Goal of the exercise
Show, from the entries below, every line in which "LoadConfig" appears.

Records for the task
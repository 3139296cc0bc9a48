//! Duration strings in the `1m30s` / `500ms` style used by load-testing tools.

use std::time::Duration;
use thiserror::Error;

/// Error parsing a duration string.
#[derive(Debug, Clone, PartialEq, Eq, Error)]
pub enum DurationError {
    #[error("duration must not be empty")]
    Empty,

    #[error("invalid duration {0:?}")]
    Invalid(String),

    #[error("duration {input:?} has unknown unit {unit:?} (use ms, s, m or h)")]
    UnknownUnit { input: String, unit: String },

    #[error("duration {0:?} is missing a unit")]
    MissingUnit(String),
}

/// Parse a duration such as `20s`, `1m30s`, `1.5h` or `250ms`.
///
/// A bare integer is taken as whole seconds.
pub fn parse_duration(input: &str) -> Result<Duration, DurationError> {
    let s = input.trim();
    if s.is_empty() {
        return Err(DurationError::Empty);
    }
    if let Ok(secs) = s.parse::<u64>() {
        return Ok(Duration::from_secs(secs));
    }

    let invalid = || DurationError::Invalid(input.to_string());
    let is_numeric = |c: char| c.is_ascii_digit() || c == '.';

    let mut total = Duration::ZERO;
    let mut rest = s;
    while !rest.is_empty() {
        let num_end = rest.find(|c: char| !is_numeric(c)).unwrap_or(rest.len());
        if num_end == 0 {
            return Err(invalid());
        }
        let value: f64 = rest[..num_end].parse().map_err(|_| invalid())?;
        rest = &rest[num_end..];

        let unit_end = rest.find(is_numeric).unwrap_or(rest.len());
        let unit = &rest[..unit_end];
        rest = &rest[unit_end..];

        let secs_per_unit = match unit {
            "ms" => 0.001,
            "s" => 1.0,
            "m" => 60.0,
            "h" => 3600.0,
            "" => return Err(DurationError::MissingUnit(input.to_string())),
            other => {
                return Err(DurationError::UnknownUnit {
                    input: input.to_string(),
                    unit: other.to_string(),
                })
            }
        };

        let part = Duration::try_from_secs_f64(value * secs_per_unit).map_err(|_| invalid())?;
        total = total.checked_add(part).ok_or_else(invalid)?;
    }

    Ok(total)
}

/// Render a duration back into the same syntax `parse_duration` accepts.
pub fn format_duration(duration: Duration) -> String {
    let total_ms = duration.as_millis();
    if total_ms == 0 {
        return "0s".to_string();
    }

    let hours = total_ms / 3_600_000;
    let minutes = (total_ms % 3_600_000) / 60_000;
    let seconds = (total_ms % 60_000) / 1000;
    let millis = total_ms % 1000;

    let mut out = String::new();
    if hours > 0 {
        out.push_str(&format!("{hours}h"));
    }
    if minutes > 0 {
        out.push_str(&format!("{minutes}m"));
    }
    if seconds > 0 {
        out.push_str(&format!("{seconds}s"));
    }
    if millis > 0 {
        out.push_str(&format!("{millis}ms"));
    }
    out
}

/// Serde adapter storing a `Duration` as a duration string.
pub mod serde_duration {
    use super::{format_duration, parse_duration};
    use serde::{Deserialize, Deserializer, Serializer};
    use std::time::Duration;

    pub fn serialize<S: Serializer>(duration: &Duration, serializer: S) -> Result<S::Ok, S::Error> {
        serializer.serialize_str(&format_duration(*duration))
    }

    pub fn deserialize<'de, D: Deserializer<'de>>(deserializer: D) -> Result<Duration, D::Error> {
        let raw = String::deserialize(deserializer)?;
        parse_duration(&raw).map_err(serde::de::Error::custom)
    }
}
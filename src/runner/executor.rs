//! Virtual-user executor.
//!
//! # Responsibilities
//! - Run an iteration body in a loop on N independent tasks
//! - Stop starting iterations at the deadline or on shutdown
//! - Let in-flight iterations drain, then abort stragglers (at once if forced)
//!
//! # Design Decisions
//! - Generic over the iteration body: knows nothing about HTTP or counters
//! - Each VU yields between iterations so a body that never awaits cannot
//!   starve the runtime
//! - Iterations are not synchronised across VUs

use std::future::Future;
use std::sync::atomic::{AtomicU64, Ordering};
use std::sync::Arc;
use std::time::Duration;

use serde::Serialize;
use tokio::task::JoinSet;
use tokio::time::{self, Instant};

use crate::config::LoadConfig;
use crate::lifecycle::ShutdownListener;

/// Stand-in deadline for durations too long to add to an `Instant` (~30 years).
const FAR_FUTURE: Duration = Duration::from_secs(86400 * 365 * 30);

/// Why a run ended.
#[derive(Debug, Clone, Copy, PartialEq, Eq, Serialize)]
#[serde(rename_all = "snake_case")]
pub enum StopReason {
    /// The configured duration elapsed.
    Deadline,
    /// Shutdown was triggered before the deadline.
    Interrupted,
}

/// What the executor saw, independent of what the iterations did.
#[derive(Debug, Clone, Copy, PartialEq, Eq)]
pub struct RunOutcome {
    pub completed_iterations: u64,
    /// VUs still mid-iteration when the graceful-stop window ran out.
    pub aborted_vus: usize,
    pub elapsed: Duration,
    pub stop_reason: StopReason,
}

/// Runs an iteration body across a fixed number of virtual users for a fixed duration.
#[derive(Debug, Clone)]
pub struct VirtualUsers {
    vus: u32,
    duration: Duration,
    graceful_stop: Duration,
}

impl VirtualUsers {
    pub fn new(vus: u32, duration: Duration) -> Self {
        Self {
            vus,
            duration,
            graceful_stop: LoadConfig::default().graceful_stop,
        }
    }

    pub fn from_config(load: &LoadConfig) -> Self {
        Self::new(load.vus, load.duration).with_graceful_stop(load.graceful_stop)
    }

    pub fn with_graceful_stop(mut self, graceful_stop: Duration) -> Self {
        self.graceful_stop = graceful_stop;
        self
    }

    pub fn vus(&self) -> u32 {
        self.vus
    }

    pub fn duration(&self) -> Duration {
        self.duration
    }

    /// Run `iteration` (called with the VU index) until the deadline or shutdown.
    pub async fn run<F, Fut>(&self, iteration: F, shutdown: ShutdownListener) -> RunOutcome
    where
        F: Fn(u32) -> Fut + Send + Sync + 'static,
        Fut: Future<Output = ()> + Send + 'static,
    {
        let iteration = Arc::new(iteration);
        let completed = Arc::new(AtomicU64::new(0));
        let started = Instant::now();
        let deadline = started
            .checked_add(self.duration)
            .unwrap_or_else(|| started + FAR_FUTURE);

        tracing::info!(
            vus = self.vus,
            duration_ms = self.duration.as_millis() as u64,
            "Starting virtual users"
        );

        let mut set = JoinSet::new();
        for vu in 0..self.vus {
            let iteration = Arc::clone(&iteration);
            let completed = Arc::clone(&completed);
            let shutdown = shutdown.clone();

            set.spawn(async move {
                while Instant::now() < deadline && !shutdown.is_triggered() {
                    iteration(vu).await;
                    completed.fetch_add(1, Ordering::Relaxed);
                    tokio::task::yield_now().await;
                }
            });
        }

        let mut stop_signal = shutdown;
        let stop_reason = tokio::select! {
            _ = drain(&mut set) => StopReason::Deadline,
            _ = time::sleep_until(deadline) => StopReason::Deadline,
            _ = stop_signal.wait() => StopReason::Interrupted,
        };

        let mut aborted_vus = 0;
        if !set.is_empty() {
            tracing::debug!(
                in_flight = set.len(),
                graceful_stop_ms = self.graceful_stop.as_millis() as u64,
                "Waiting for in-flight iterations"
            );
            let drained = tokio::select! {
                result = time::timeout(self.graceful_stop, drain(&mut set)) => {
                    if result.is_err() {
                        tracing::warn!("Graceful stop expired, aborting virtual users");
                    }
                    result.is_ok()
                }
                _ = stop_signal.wait_forced() => {
                    tracing::warn!("Forced stop, aborting virtual users");
                    false
                }
            };
            if !drained {
                aborted_vus = set.len();
                set.abort_all();
                while set.join_next().await.is_some() {}
            }
        }

        let outcome = RunOutcome {
            completed_iterations: completed.load(Ordering::Relaxed),
            aborted_vus,
            elapsed: started.elapsed(),
            stop_reason,
        };

        tracing::info!(
            iterations = outcome.completed_iterations,
            aborted_vus = outcome.aborted_vus,
            elapsed_ms = outcome.elapsed.as_millis() as u64,
            stop_reason = ?outcome.stop_reason,
            "Virtual users finished"
        );

        outcome
    }
}

async fn drain(set: &mut JoinSet<()>) {
    while let Some(result) = set.join_next().await {
        if let Err(e) = result {
            if e.is_panic() {
                tracing::error!(error = %e, "Virtual user panicked");
            }
        }
    }
}
//! Metrics collection and exposition.
//!
//! # Metrics
//! - `canary_hits` (counter): responses classified as canary
//! - `main_hits` (counter): responses classified as main
//! - `checks` (counter): `status is 200` outcomes, labelled `check` and `result`
//! - `iterations` (counter): completed probe iterations
//! - `request_failures` (counter): requests that got no response at all

use std::net::SocketAddr;

use metrics::{counter, describe_counter, Unit};
use metrics_exporter_prometheus::{BuildError, PrometheusBuilder};

use crate::probe::classify::Verdict;
use crate::probe::iteration::{Observation, STATUS_CHECK};

pub const CANARY_HITS: &str = "canary_hits";
pub const MAIN_HITS: &str = "main_hits";
pub const CHECKS: &str = "checks";
pub const ITERATIONS: &str = "iterations";
pub const REQUEST_FAILURES: &str = "request_failures";

/// Install the Prometheus recorder and start its scrape listener.
///
/// Must be called from within a Tokio runtime.
pub fn init_metrics(addr: SocketAddr) -> Result<(), BuildError> {
    PrometheusBuilder::new().with_http_listener(addr).install()?;
    describe_metrics();
    tracing::info!(address = %addr, "Metrics endpoint listening");
    Ok(())
}

fn describe_metrics() {
    describe_counter!(CANARY_HITS, Unit::Count, "Responses classified as canary");
    describe_counter!(MAIN_HITS, Unit::Count, "Responses classified as main");
    describe_counter!(CHECKS, Unit::Count, "Per-request check outcomes");
    describe_counter!(ITERATIONS, Unit::Count, "Completed probe iterations");
    describe_counter!(REQUEST_FAILURES, Unit::Count, "Requests that got no response");
}

/// Mirror one observation into the installed recorder.
pub fn record_observation(observation: &Observation) {
    counter!(ITERATIONS).increment(1);

    match observation.verdict {
        Verdict::Canary => counter!(CANARY_HITS).increment(1),
        Verdict::Main => counter!(MAIN_HITS).increment(1),
    }

    let result = if observation.status_ok { "pass" } else { "fail" };
    counter!(CHECKS, "check" => STATUS_CHECK, "result" => result).increment(1);

    if observation.request_failed {
        counter!(REQUEST_FAILURES).increment(1);
    }
}
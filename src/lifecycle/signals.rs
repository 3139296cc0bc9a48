//! OS signal handling.
//!
//! SIGINT (Ctrl-C) and, on Unix, SIGTERM trigger the run's shutdown. A second
//! signal forces it, aborting iterations that are still in flight.

use tokio::task::JoinHandle;

use crate::lifecycle::shutdown::Shutdown;

/// Spawn a task that triggers `shutdown` on the first termination signal and
/// forces it on the second.
pub fn spawn_signal_listener(shutdown: Shutdown) -> JoinHandle<()> {
    tokio::spawn(async move {
        wait_for_signal().await;
        tracing::warn!("Termination signal received, stopping after in-flight iterations");
        shutdown.trigger();

        wait_for_signal().await;
        tracing::warn!("Second termination signal received, aborting in-flight iterations");
        shutdown.force();
    })
}

#[cfg(unix)]
async fn wait_for_signal() {
    use tokio::signal::unix::{signal, SignalKind};

    let mut term = match signal(SignalKind::terminate()) {
        Ok(term) => term,
        Err(e) => {
            tracing::error!(error = %e, "Failed to install SIGTERM handler");
            if let Err(e) = tokio::signal::ctrl_c().await {
                tracing::error!(error = %e, "Failed to listen for Ctrl-C");
                std::future::pending::<()>().await;
            }
            return;
        }
    };

    tokio::select! {
        result = tokio::signal::ctrl_c() => {
            if let Err(e) = result {
                tracing::error!(error = %e, "Failed to listen for Ctrl-C");
                term.recv().await;
            }
        }
        _ = term.recv() => {}
    }
}

#[cfg(not(unix))]
async fn wait_for_signal() {
    if let Err(e) = tokio::signal::ctrl_c().await {
        tracing::error!(error = %e, "Failed to listen for Ctrl-C");
        std::future::pending::<()>().await;
    }
}
//! HTTP transport for probe requests.
//!
//! # Responsibilities
//! - Send exactly one GET per call (no retries, no backoff)
//! - Hand back status and body text, or a classified transport error
//!
//! # Design Decisions
//! - One `reqwest::Client` is shared by every virtual user (pooled connections)
//! - A body that fails to read mid-stream keeps the status and drops the body

use std::future::Future;
use std::time::Duration;

use thiserror::Error;

use crate::probe::request::ProbeRequest;

/// What came back from the target.
#[derive(Debug, Clone, PartialEq, Eq)]
pub struct ProbeResponse {
    pub status: u16,
    pub body: Option<String>,
}

impl ProbeResponse {
    pub fn new(status: u16, body: impl Into<String>) -> Self {
        Self {
            status,
            body: Some(body.into()),
        }
    }

    /// A response with no body at all.
    pub fn empty(status: u16) -> Self {
        Self { status, body: None }
    }
}

/// Failure to get any response from the target.
#[derive(Debug, Clone, PartialEq, Eq, Error)]
pub enum TransportError {
    #[error("connection refused or host unreachable: {0}")]
    Connect(String),

    #[error("request timed out")]
    Timeout,

    #[error("request failed: {0}")]
    Other(String),
}

impl From<reqwest::Error> for TransportError {
    fn from(e: reqwest::Error) -> Self {
        if e.is_connect() {
            TransportError::Connect(e.to_string())
        } else if e.is_timeout() {
            TransportError::Timeout
        } else {
            TransportError::Other(e.to_string())
        }
    }
}

/// Sends a probe request and waits for the response.
pub trait Transport: Send + Sync {
    fn get(
        &self,
        request: &ProbeRequest,
    ) -> impl Future<Output = Result<ProbeResponse, TransportError>> + Send;
}

/// `reqwest`-backed transport.
#[derive(Debug, Clone)]
pub struct HttpTransport {
    client: reqwest::Client,
}

impl HttpTransport {
    /// Build a transport whose requests give up after `timeout`.
    pub fn new(timeout: Duration) -> Result<Self, reqwest::Error> {
        let client = reqwest::Client::builder()
            .timeout(timeout)
            .no_proxy()
            .build()?;
        Ok(Self { client })
    }
}

impl Transport for HttpTransport {
    async fn get(&self, request: &ProbeRequest) -> Result<ProbeResponse, TransportError> {
        let response = self
            .client
            .get(request.url.clone())
            .headers(request.headers.clone())
            .send()
            .await?;

        let status = response.status().as_u16();
        let body = match response.text().await {
            Ok(text) => Some(text),
            Err(e) => {
                tracing::warn!(status, error = %e, "Failed to read response body");
                None
            }
        };

        Ok(ProbeResponse { status, body })
    }
}
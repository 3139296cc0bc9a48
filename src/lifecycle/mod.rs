//! Lifecycle management subsystem.
//!
//! # Data Flow
//! ```text
//! Startup (startup.rs):
//!     ProbeConfig → HttpTransport → Probe → VirtualUsers::run → RunSummary
//!
//! Shutdown (shutdown.rs):
//!     trigger → VUs stop starting iterations → in-flight ones drain
//!     force   → in-flight iterations are aborted
//!
//! Signals (signals.rs):
//!     SIGTERM/SIGINT → trigger shutdown (run ends early with a summary)
//!     second signal  → force shutdown
//! ```
//!
//! # Design Decisions
//! - Fail fast: any startup error is fatal, nothing during the run is
//! - An interrupted run still reports what it counted

pub mod shutdown;
pub mod signals;
pub mod startup;

pub use shutdown::{Shutdown, ShutdownListener};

Exercise output
use crate::config::LoadConfig;
            graceful_stop: LoadConfig::default().graceful_stop,
    pub fn from_config(load: &LoadConfig) -> Self {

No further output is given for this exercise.